SEC Form 6-K filed by 8i Acquisition 2 Corp.
UNITED STATES
SECURITIES AND EXCHANGE COMMISSION
Washington, D.C. 20549
Form 6-K
REPORT OF FOREIGN PRIVATE ISSUER
PURSUANT TO RULE 13a-16 OR 15d-16
UNDER THE SECURITIES EXCHANGE ACT OF 1934
For the month of July 2023
Commission File Number: 001-40678
EUDA Health Holdings Limited
(Exact Name of Registrant as Specified in its Charter)
1 Pemimpin Drive #12-07
One Pemimpin Singapore 576151
(Address of Principal Executive Offices and Zip Code)
Registrant’s telephone number, including area code: +65 6268 6821
Indicate by check mark whether the registrant files or will file annual reports under cover of Form 20-F or Form 40-F. Form 20-F ☒ Form 40-F ☐
Indicate by check mark if the registrant is submitting the Form 6-K in paper as permitted by Regulation S-T Rule 101(b)(1): ☐
Note: Regulation S-T Rule 101(b)(1) only permits the submission in paper of a Form 6-K if submitted solely to provide an attached annual report to security holders.

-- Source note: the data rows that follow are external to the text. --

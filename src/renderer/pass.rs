// renderer/pass.rs
//! Render passes: a bundle of fixed-function and program state plus a stack
//! of texture layers, applied by diffing against the device state tracker.

use std::cell::Cell;

use glam::Vec4;
use wgpu::{BlendFactor, CompareFunction, PolygonMode, StencilOperation};

use crate::asset::ResourceCache;
use crate::renderer::device::{Capability, Device, MaterialColor};
use crate::renderer::layer::{TextureLayer, TextureStack};
use crate::renderer::program::{ProgramRef, ShaderProgram};
use crate::renderer::renderer::Renderer;
use crate::renderer::state::DeviceStateTracker;

#[derive(Debug, Clone, Copy, PartialEq, Eq, Hash)]
pub enum CullMode {
    None,
    Front,
    Back,
    Both,
}

impl Default for CullMode {
    fn default() -> Self {
        CullMode::Back
    }
}

/// Desired device state of a pass, and the shape of the tracker's mirror.
#[derive(Debug, Clone, Copy, PartialEq)]
pub struct PassState {
    pub cull_mode: CullMode,
    pub lighting: bool,
    pub src_factor: BlendFactor,
    pub dst_factor: BlendFactor,
    pub polygon_mode: PolygonMode,
    /// Line width in percent of the canvas height.
    pub line_width: f32,
    pub depth_testing: bool,
    pub depth_writing: bool,
    pub depth_function: CompareFunction,
    pub stencil_testing: bool,
    pub stencil_function: CompareFunction,
    pub stencil_ref: u32,
    pub stencil_mask: u32,
    pub stencil_failed: StencilOperation,
    pub depth_failed: StencilOperation,
    pub depth_passed: StencilOperation,
    pub color_writing: bool,
    pub ambient_color: Vec4,
    pub diffuse_color: Vec4,
    pub specular_color: Vec4,
    pub shininess: f32,
    pub flat_color: Vec4,
}

impl PassState {
    pub const DEFAULT: Self = Self {
        cull_mode: CullMode::Back,
        lighting: false,
        src_factor: BlendFactor::One,
        dst_factor: BlendFactor::Zero,
        polygon_mode: PolygonMode::Fill,
        line_width: 1.0,
        depth_testing: true,
        depth_writing: true,
        depth_function: CompareFunction::Less,
        stencil_testing: false,
        stencil_function: CompareFunction::Always,
        stencil_ref: 0,
        stencil_mask: !0,
        stencil_failed: StencilOperation::Keep,
        depth_failed: StencilOperation::Keep,
        depth_passed: StencilOperation::Keep,
        color_writing: true,
        ambient_color: Vec4::new(0.0, 0.0, 0.0, 1.0),
        diffuse_color: Vec4::ONE,
        specular_color: Vec4::ONE,
        shininess: 0.0,
        flat_color: Vec4::ONE,
    };

    pub fn is_blending(&self) -> bool {
        self.src_factor != BlendFactor::One || self.dst_factor != BlendFactor::Zero
    }

    pub fn is_culling(&self) -> bool {
        self.cull_mode != CullMode::None
    }

    /// Depth function the device actually runs with.  Write-only passes
    /// fill the depth buffer unconditionally.
    fn effective_depth_function(&self) -> CompareFunction {
        if self.depth_writing && !self.depth_testing {
            CompareFunction::Always
        } else {
            self.depth_function
        }
    }
}

impl Default for PassState {
    fn default() -> Self {
        Self::DEFAULT
    }
}

#[derive(Clone)]
pub struct RenderPass {
    group: String,
    state: PassState,
    program: ProgramRef,
    textures: TextureStack,
    dirty: Cell<bool>,
}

Indicate by check mark if the registrant is submitting the Form 6-K in paper as permitted by Regulation S-T Rule 101(b)(7): ☐
Note: Regulation S-T Rule 101(b)(7) only permits the submission in paper of a Form 6-K if submitted to furnish a report or other document that the registrant foreign private issuer must furnish and make public under the laws of the jurisdiction in which the registrant is incorporated, domiciled or legally organized (the registrant’s “home country”), or under the rules of the home country exchange on which the registrant’s securities are traded, as long as the report or other document is not a press release, is not required to be and has not been distributed to the registrant’s security holders, and, if discussing a material event, has already been the subject of a Form 6-K submission or other Commission filing on EDGAR.
On July 31, 2023, EUDA Health Holdings Limited (“EUDA” and the “Company”) received a notice (the “MVLS Notice”) from the Nasdaq Stock Market LLC (“Nasdaq”), stating that the Company’s listed securities failed to comply with the $35 million market value of listed securities (“Market Value of Listed Securities”) requirement for continued listing on the Nasdaq Capital Market in accordance with Nasdaq Listing Rule 5550(b)(2) based upon the Company’s Market Value of Listed Securities for the 30 consecutive business days prior to the date of the MVLS Notice.
The MVLS Notice has no immediate effect on the listing of the Company’s securities on Nasdaq and the Company has been provided a period of 180 calendar days from the date of the MVLS Notice, or until January 24, 2024, in which to regain compliance (the “MVLS Compliance Period”). In order to regain compliance with Nasdaq Listing Rule 5550(b)(2), the Market Value of Listed Securities of the Company must close at $35,000,000 or more for a minimum of ten consecutive business days during the MVLS Compliance Period.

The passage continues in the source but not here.